7. Choices and rationale for the technologies, tools and methodologies
Technology
An upgrade of the FSA-system must mean a significant reduction in the number of components used. This
will, besides from lowered component cost, release valuable PCB-area to implement the additional
improvements discussed in section 6. The following options were investigated:
•
A microcontroller solution would be technically possible. This would however represent a major step
from the previous FSA design. The technical and economical risk was, for this reason, considered very
high for the microcontroller alternative. Initial calculations did also show that this alternative would not
occupy significantly less PCB-area than the existing solution.
•
An analogue array based ASIC can integrate large parts of the FSA-design and thus release PCB-area for
other use. The basic design of the FSA can be kept and the technical risk with the modification is then
minimised. A high voltage process is an advantage as signal levels then can be kept unchanged to
maintain compatibility with existing FSA. The array approach makes it possible to design an ASIC also for
the comparatively low production volumes that applies to the FSA.
•
A full custom analogue ASIC would give some additional advantages but to a very high price. More
components may be possible to integrate as the fixed limits introduced by the size and pad count of the
array would disappear. The additional cost for designing and prototyping a full custom ASIC can
however not be motivated for this application.

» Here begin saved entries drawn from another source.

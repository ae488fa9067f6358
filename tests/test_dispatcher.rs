use classroom_manager::{
    cli::{
        command::Command,
        dispatcher::{Dispatcher, NO_CLASSROOMS, Outcome, report},
    },
    config::Config,
    error::Error,
    store::RosterStore,
    traits::FixedConfirm,
};
use std::io::Write;
use std::path::PathBuf;
use std::time::{SystemTime, UNIX_EPOCH};

fn temp_dir(prefix: &str) -> PathBuf {
    let p = std::env::temp_dir().join(format!(
        "{}-{}",
        prefix,
        SystemTime::now().duration_since(UNIX_EPOCH).expect("clock").as_nanos()
    ));
    std::fs::create_dir_all(&p).expect("create temp dir");
    p
}

fn dispatcher(prefix: &str, confirm: bool) -> Dispatcher<Vec<u8>> {
    let config = Config::new(temp_dir(prefix).join("data.json"));
    let store = RosterStore::load(&config).expect("load store");
    Dispatcher::new(store, Box::new(FixedConfirm(confirm)), Vec::new())
}

fn run(dispatcher: &mut Dispatcher<Vec<u8>>, line: &[&str]) -> Outcome {
    let args: Vec<String> = line[1..].iter().map(|a| a.to_string()).collect();
    let command = Command::parse(line[0], &args).expect("valid command");
    dispatcher.run(&command)
}

fn output(dispatcher: Dispatcher<Vec<u8>>) -> String {
    let (_, out) = dispatcher.into_parts();
    String::from_utf8(out).expect("utf8 output")
}

#[test]
fn test_list_classrooms_empty_notice() {
    let mut d = dispatcher("classroom-dispatch-empty", true);

    assert_eq!(run(&mut d, &["list_classrooms"]), Outcome::Success);
    assert_eq!(run(&mut d, &["list_classrooms"]), Outcome::Success);

    let out = output(d);
    assert_eq!(out.matches(NO_CLASSROOMS).count(), 2);
}

#[test]
fn test_classroom_lifecycle_messages() {
    let mut d = dispatcher("classroom-dispatch-lifecycle", true);

    assert_eq!(run(&mut d, &["add_classroom", "Math"]), Outcome::Success);
    assert_eq!(run(&mut d, &["add_classroom", "Art"]), Outcome::Success);
    assert_eq!(run(&mut d, &["list_classrooms"]), Outcome::Success);
    assert_eq!(run(&mut d, &["remove_classroom", "Art"]), Outcome::Success);
    assert_eq!(run(&mut d, &["remove_classroom", "Art"]), Outcome::Failed);

    let out = output(d);
    assert!(out.contains("Classroom Math added\n"));
    assert!(out.contains("Math\nArt\n"));
    assert!(out.contains("Classroom Art removed successfully\n"));
    assert!(out.contains("Classroom Art doesn't exist"));
}

#[test]
fn test_assignment_flow() {
    let mut d = dispatcher("classroom-dispatch-assignment", true);

    run(&mut d, &["add_classroom", "Math"]);
    run(&mut d, &["add_student", "s1", "Math"]);
    run(&mut d, &["add_student", "s2", "Math"]);
    assert_eq!(run(&mut d, &["list_assignment", "Math"]), Outcome::Success);
    assert_eq!(run(&mut d, &["schedule_assignment", "Math", "ch1", "problems"]), Outcome::Success);
    assert_eq!(run(&mut d, &["list_assignment", "Math"]), Outcome::Success);
    assert_eq!(run(&mut d, &["submit_assignment", "s1", "Math", "done"]), Outcome::Success);
    assert_eq!(run(&mut d, &["submit_assignment", "s1", "Math", "done"]), Outcome::Failed);
    assert_eq!(run(&mut d, &["list_students_overdue", "Math"]), Outcome::Success);
    assert_eq!(run(&mut d, &["submit_assignment", "s2", "Math"]), Outcome::Success);
    assert_eq!(run(&mut d, &["list_students_overdue", "Math"]), Outcome::Success);
    assert_eq!(run(&mut d, &["remove_assignment", "Math"]), Outcome::Success);
    assert_eq!(run(&mut d, &["remove_assignment", "Math"]), Outcome::Failed);

    let out = output(d);
    assert!(out.contains("Assignment for Math: none\n"));
    assert!(out.contains("Assignment for Math has been scheduled\n"));
    assert!(out.contains("Assignment for Math: ch1 problems\n"));
    assert!(out.contains("Assignment submitted by Student s1 in Math\n"));
    assert!(out.contains("Assignment already submitted by Student s1 in Math"));
    assert!(out.contains("Students yet to submit in Math:\ns2\n"));
    assert!(out.contains("All students in Math have submitted the assignment\n"));
    assert!(out.contains("No assignment scheduled for Math"));
}

#[test]
fn test_list_students_and_errors() {
    let mut d = dispatcher("classroom-dispatch-students", true);

    run(&mut d, &["add_classroom", "Math"]);
    run(&mut d, &["add_classroom", "Art"]);
    assert_eq!(run(&mut d, &["list_students", "Math"]), Outcome::Success);
    assert_eq!(run(&mut d, &["list_students_overdue", "Math"]), Outcome::Failed);
    run(&mut d, &["add_student", "s1", "Math"]);
    run(&mut d, &["add_student", "s1", "Art"]);
    assert_eq!(run(&mut d, &["add_student", "s1", "Math"]), Outcome::Failed);
    assert_eq!(run(&mut d, &["add_student", "s2", "Gym"]), Outcome::Failed);
    assert_eq!(run(&mut d, &["list_students", "Math"]), Outcome::Success);

    let out = output(d);
    assert!(out.contains("No students enrolled in Math\n"));
    assert!(out.contains("Student s1 has been enrolled in Art\n"));
    assert!(out.contains("Student s1 already enrolled in Math"));
    assert!(out.contains("Classroom Gym doesn't exist"));
    assert!(out.contains("Classroom name: Math\ns1\n"));
}

#[test]
fn test_truncate_respects_answer() {
    let mut declined = dispatcher("classroom-dispatch-decline", false);
    run(&mut declined, &["add_classroom", "Math"]);
    assert_eq!(run(&mut declined, &["truncate_data"]), Outcome::Success);
    assert_eq!(declined.store().list_classrooms().count(), 1);
    assert!(output(declined).contains("Truncation aborted"));

    let mut accepted = dispatcher("classroom-dispatch-accept", true);
    run(&mut accepted, &["add_classroom", "Math"]);
    assert_eq!(run(&mut accepted, &["truncate_data"]), Outcome::Success);
    assert_eq!(accepted.store().list_classrooms().count(), 0);
    assert!(output(accepted).contains("Data truncated"));
}

struct BrokenPipe;

impl Write for BrokenPipe {
    fn write(&mut self, _buf: &[u8]) -> std::io::Result<usize> {
        Err(std::io::Error::new(std::io::ErrorKind::BrokenPipe, "closed"))
    }

    fn flush(&mut self) -> std::io::Result<()> {
        Ok(())
    }
}

#[test]
fn test_report_survives_unwritable_output() {
    let usage = Error::UnknownCommand("teleport".to_string());
    assert_eq!(report(&usage, &mut BrokenPipe), Outcome::Usage);

    let missing = Error::ClassroomNotFound("Math".to_string());
    assert_eq!(report(&missing, &mut BrokenPipe), Outcome::Failed);

    let mut out = Vec::new();
    assert_eq!(report(&usage, &mut out), Outcome::Usage);
    let out = String::from_utf8(out).unwrap();
    assert!(out.contains("Invalid command: teleport"));
    assert!(out.contains("Look up the list of commands with -h argument"));
}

NDC decided to use an SLA-array from Svenska Grindmatriser AB (SGA) for the upgrade of the FSA. The
SLA analogue arrays use a 60V bipolar process with integrated thin film resistors. One metal layer is
application specific. The FSA-application is a good example of what can be integrated in this type of analogue
array.
Tools and methodologies
The electrical design was performed using schematic capture and electrical simulation software on a personal
computer (PC). Well characterised libraries of the components of the SLA-arrays are available for PSpice. The
complexity of the design is well within the limits of what can be handled on a PC. PSpice is a well known tool
for analogue ASIC design.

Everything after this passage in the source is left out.